**About this exercise:** For each line in the records that contains "open", make a copy.
Records for this task: Begin
//! Merging sub-courses into a composite course.

use std::fs;
use std::io;
use std::path::{Path, PathBuf};

use tracing::{info, warn};

use super::assets::CompositeAssets;
use super::error::{CompositeError, CompositeResult};
use super::COURSES_DIR;
use crate::course::CourseIndex;
use crate::fsutil::{absolute_path, basename, copy_dir_all, is_within, remove_dir_if_exists};
use crate::manifest::{ManifestBuilder, DEFAULT_ENTRY};
use crate::MANIFEST_FILENAME;

/// What an assembly run changed.
#[derive(Debug, Clone, Default, PartialEq, Eq)]
pub struct AssemblySummary {
    /// Index entries dropped because their directory was gone.
    pub pruned: Vec<String>,
    /// Sub-courses copied and indexed, in processing order.
    pub merged: Vec<String>,
    /// Sub-course directories skipped (no manifest, or not a valid course).
    pub skipped: Vec<PathBuf>,
    /// Number of entries in the written index.
    pub course_count: usize,
    /// Path of the composite's manifest.
    pub manifest_path: PathBuf,
}

/// Builds and updates composite courses.
///
/// A composite keeps its sub-courses under `<composite>/courses`, lists them
/// in `<composite>/courses/index.json` and carries its own manifest covering
/// every file. Sub-courses from earlier runs that are not part of the
/// current call are preserved.
#[derive(Debug, Clone)]
pub struct CompositeAssembler {
    assets: Option<CompositeAssets>,
}

impl CompositeAssembler {
    /// Assembler that installs the given runtime assets.
    pub fn new(assets: CompositeAssets) -> Self {
        Self {
            assets: Some(assets),
        }
    }

    /// Assembler that leaves the composite root's runtime files alone.
    ///
    /// The composite must then already contain its entry document.
    pub fn without_assets() -> Self {
        Self { assets: None }
    }

    /// Merge `sub_course_dirs` into the composite at `composite_path`.
    ///
    /// Steps, in order: ensure `courses/` exists, load the index, prune
    /// entries whose directory is gone, replace and index each sub-course
    /// that has a manifest, save the index, copy runtime assets, and write
    /// the composite manifest named `name` (default: the directory name).
    ///
    /// # Errors
    ///
    /// Any error aborts the run and leaves earlier steps in place.
    pub fn assemble(
        &self,
        composite_path: &Path,
        sub_course_dirs: &[PathBuf],
        name: Option<&str>,
    ) -> CompositeResult<AssemblySummary> {
        let courses_dir = composite_path.join(COURSES_DIR);
        fs::create_dir_all(&courses_dir).map_err(|e| CompositeError::CreateDirectoryFailed {
            path: courses_dir.clone(),
            source: e,
        })?;

        let mut index = CourseIndex::open(&courses_dir)?;
        let mut summary = AssemblySummary {
            pruned: prune_missing(&mut index),
            ..AssemblySummary::default()
        };

        for sub_course_dir in sub_course_dirs {
            match merge_sub_course(&mut index, &courses_dir, sub_course_dir)? {
                Some(name) => summary.merged.push(name),
                None => summary.skipped.push(sub_course_dir.clone()),
            }
        }

        index.save()?;
        summary.course_count = index.len();

        if let Some(assets) = &self.assets {
            assets.copy_into(composite_path)?;
        }

        // Without a name the builder titles the manifest after the directory.
        let mut builder = ManifestBuilder::new().with_entry(DEFAULT_ENTRY);
        if let Some(name) = name {
            builder = builder.with_name(name);
        }
        summary.manifest_path = builder.build(composite_path)?;

        info!(
            composite = %composite_path.display(),
            merged = summary.merged.len(),
            pruned = summary.pruned.len(),
            skipped = summary.skipped.len(),
            courses = summary.course_count,
            "Assembled composite course"
        );
        Ok(summary)
    }
}

/// Drop entries whose course directory no longer exists.
fn prune_missing(index: &mut CourseIndex) -> Vec<String> {
    let mut pruned = Vec::new();
    for course in index.entries() {
        if !index.dir().join(&course.name).is_dir() {
            index.remove(&course.name);
            info!(name = %course.name, "Pruned index entry for removed course");
            pruned.push(course.name);
        }
    }
    pruned
}

/// Copy one sub-course into `courses_dir` and index it.
///
/// Returns the course name when it was indexed, `None` when skipped.
fn merge_sub_course(
    index: &mut CourseIndex,
    courses_dir: &Path,
    sub_course_dir: &Path,
) -> CompositeResult<Option<String>> {
    let source = absolute_path(sub_course_dir).map_err(|e| CompositeError::CopyFailed {
        from: sub_course_dir.to_path_buf(),
        to: courses_dir.to_path_buf(),
        source: e,
    })?;
    let Some(name) = basename(&source) else {
        warn!(path = %sub_course_dir.display(), "Ignoring sub-course without a directory name");
        return Ok(None);
    };

    if !source.join(MANIFEST_FILENAME).is_file() {
        warn!("Ignoring sub-course {} without manifest", name);
        return Ok(None);
    }

    let destination = courses_dir.join(&name);
    let target = absolute_path(&destination).map_err(|e| CompositeError::CopyFailed {
        from: source.clone(),
        to: destination.clone(),
        source: e,
    })?;

    if target != source {
        // A copy into its own subtree never terminates.
        if is_within(&target, &source) {
            return Err(CompositeError::CopyFailed {
                from: source,
                to: destination,
                source: io::Error::new(
                    io::ErrorKind::InvalidInput,
                    "composite course lies inside the sub-course",
                ),
            });
        }

        // Replace wholesale so stale files from an older copy never linger.
        remove_dir_if_exists(&destination).map_err(|e| CompositeError::RemoveFailed {
            path: destination.clone(),
            source: e,
        })?;
        copy_dir_all(&source, &destination).map_err(|e| CompositeError::CopyFailed {
            from: source.clone(),
            to: destination.clone(),
            source: e,
        })?;
    }

    if index.ingest_one(&destination)? {
        info!(name = %name, "Merged sub-course");
        Ok(Some(name))
    } else {
        Ok(None)
    }
}

#[cfg(test)]
mod tests {
    use super::*;
    use crate::course::CourseEntry;
    use crate::manifest::create_manifest;
    use crate::INDEX_FILENAME;
    use tempfile::TempDir;

    fn create_sub_course(root: &Path, name: &str, files: &[(&str, &str)]) -> PathBuf {
        let dir = root.join("sources").join(name);
        fs::create_dir_all(&dir).unwrap();
        fs::write(dir.join("index.html"), format!("<html>{}</html>", name)).unwrap();
        for (file, content) in files {
            let path = dir.join(file);
            fs::create_dir_all(path.parent().unwrap()).unwrap();
            fs::write(path, content).unwrap();
        }
        create_manifest(&dir, None, None).unwrap();
        dir
    }

    fn create_composite(root: &Path) -> PathBuf {
        let dir = root.join("bundle");
        fs::create_dir_all(&dir).unwrap();
        fs::write(dir.join("index.html"), "<html>shell</html>").unwrap();
        dir
    }

    fn names(courses_dir: &Path) -> Vec<String> {
        CourseIndex::open(courses_dir)
            .unwrap()
            .entries()
            .into_iter()
            .map(|e| e.name)
            .collect()
    }

    #[test]
    fn test_assemble_new_composite() {
        let temp = TempDir::new().unwrap();
        let sub1 = create_sub_course(temp.path(), "sub1", &[]);
        let sub2 = create_sub_course(temp.path(), "sub2", &[("js/app.js", "x")]);
        let composite = create_composite(temp.path());

        let summary = CompositeAssembler::without_assets()
            .assemble(&composite, &[sub1, sub2], Some("Bundle"))
            .unwrap();

        assert_eq!(summary.merged, vec!["sub1", "sub2"]);
        assert_eq!(summary.course_count, 2);
        assert!(composite.join("courses/sub2/js/app.js").is_file());
        assert!(composite.join("courses").join(INDEX_FILENAME).is_file());

        let index = CourseIndex::open(composite.join("courses")).unwrap();
        assert_eq!(
            index.entries(),
            vec![
                CourseEntry::new("sub1", "sub1/index.html"),
                CourseEntry::new("sub2", "sub2/index.html"),
            ]
        );

        let manifest = fs::read_to_string(&summary.manifest_path).unwrap();
        assert!(manifest.contains("<title>Bundle</title>"));
        assert!(manifest.contains("<file href=\"courses/sub2/js/app.js\"/>"));
        assert!(manifest.contains("<file href=\"courses/index.json\"/>"));
    }

    #[test]
    fn test_reassemble_replaces_and_moves_to_end() {
        let temp = TempDir::new().unwrap();
        let sub1 = create_sub_course(temp.path(), "sub1", &[("old.txt", "old")]);
        let sub2 = create_sub_course(temp.path(), "sub2", &[]);
        let composite = create_composite(temp.path());
        let assembler = CompositeAssembler::without_assets();

        assembler
            .assemble(&composite, &[sub1.clone(), sub2], None)
            .unwrap();

        fs::remove_file(sub1.join("old.txt")).unwrap();
        fs::write(sub1.join("new.txt"), "new").unwrap();
        assembler.assemble(&composite, &[sub1], None).unwrap();

        assert_eq!(names(&composite.join("courses")), vec!["sub2", "sub1"]);
        assert!(!composite.join("courses/sub1/old.txt").exists());
        assert!(composite.join("courses/sub1/new.txt").exists());
    }

    #[test]
    fn test_prunes_removed_courses() {
        let temp = TempDir::new().unwrap();
        let sub1 = create_sub_course(temp.path(), "sub1", &[]);
        let sub2 = create_sub_course(temp.path(), "sub2", &[]);
        let composite = create_composite(temp.path());
        let assembler = CompositeAssembler::without_assets();

        assembler.assemble(&composite, &[sub1, sub2], None).unwrap();
        fs::remove_dir_all(composite.join("courses/sub1")).unwrap();

        let summary = assembler.assemble(&composite, &[], None).unwrap();
        assert_eq!(summary.pruned, vec!["sub1"]);
        assert_eq!(names(&composite.join("courses")), vec!["sub2"]);
    }

    #[test]
    fn test_skips_sub_course_without_manifest() {
        let temp = TempDir::new().unwrap();
        let plain = temp.path().join("sources/plain");
        fs::create_dir_all(&plain).unwrap();
        fs::write(plain.join("index.html"), "<html/>").unwrap();
        let composite = create_composite(temp.path());

        let summary = CompositeAssembler::without_assets()
            .assemble(&composite, &[plain.clone()], None)
            .unwrap();

        assert!(summary.merged.is_empty());
        assert_eq!(summary.skipped, vec![plain]);
        assert!(!composite.join("courses/plain").exists());
    }

    #[test]
    fn test_default_name_is_directory_name() {
        let temp = TempDir::new().unwrap();
        let composite = create_composite(temp.path());

        let summary = CompositeAssembler::without_assets()
            .assemble(&composite, &[], None)
            .unwrap();

        let manifest = fs::read_to_string(summary.manifest_path).unwrap();
        assert!(manifest.contains("<title>bundle</title>"));
    }

    #[test]
    fn test_given_name_is_used_as_title() {
        let temp = TempDir::new().unwrap();
        let composite = create_composite(temp.path());

        let summary = CompositeAssembler::without_assets()
            .assemble(&composite, &[], Some("Safety Bundle"))
            .unwrap();

        let manifest = fs::read_to_string(summary.manifest_path).unwrap();
        assert!(manifest.contains("<title>Safety Bundle</title>"));
        assert!(!manifest.contains("<title>bundle</title>"));
    }

    #[test]
    fn test_composite_inside_sub_course_is_rejected() {
        let temp = TempDir::new().unwrap();
        let sub1 = create_sub_course(temp.path(), "sub1", &[]);
        let composite = sub1.join("bundle");

        let err = CompositeAssembler::without_assets()
            .assemble(&composite, &[sub1.clone()], None)
            .unwrap_err();

        match err {
            CompositeError::CopyFailed { from, source, .. } => {
                assert_eq!(from, sub1);
                assert_eq!(source.kind(), io::ErrorKind::InvalidInput);
            }
            other => panic!("unexpected error: {other}"),
        }
        assert!(!composite.join("courses/sub1").exists());
    }

    #[test]
    fn test_installs_assets() {
        let temp = TempDir::new().unwrap();
        let assets_dir = temp.path().join("assets");
        fs::create_dir_all(assets_dir.join("js")).unwrap();
        fs::write(assets_dir.join("index.html"), "<html>shell</html>").unwrap();
        fs::write(assets_dir.join("js/main.js"), "run();").unwrap();
        let sub1 = create_sub_course(temp.path(), "sub1", &[]);
        let composite = temp.path().join("fresh");

        let assets = CompositeAssets::new(&assets_dir).with_items(["index.html", "js"]);
        let summary = CompositeAssembler::new(assets)
            .assemble(&composite, &[sub1], None)
            .unwrap();

        assert!(composite.join("index.html").is_file());
        assert!(composite.join("js/main.js").is_file());
        let manifest = fs::read_to_string(summary.manifest_path).unwrap();
        assert!(manifest.contains("<file href=\"js/main.js\"/>"));
    }

    #[test]
    fn test_missing_entry_aborts_after_index_written() {
        let temp = TempDir::new().unwrap();
        let sub1 = create_sub_course(temp.path(), "sub1", &[]);
        let composite = temp.path().join("no-shell");

        let err = CompositeAssembler::without_assets()
            .assemble(&composite, &[sub1], None)
            .unwrap_err();

        assert!(matches!(err, CompositeError::Manifest(_)));
        assert_eq!(names(&composite.join("courses")), vec!["sub1"]);
    }
}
Records for this task: End
**Exercise answer:**
        let mut index = CourseIndex::open(&courses_dir)?;
        CourseIndex::open(courses_dir)
        let index = CourseIndex::open(composite.join("courses")).unwrap();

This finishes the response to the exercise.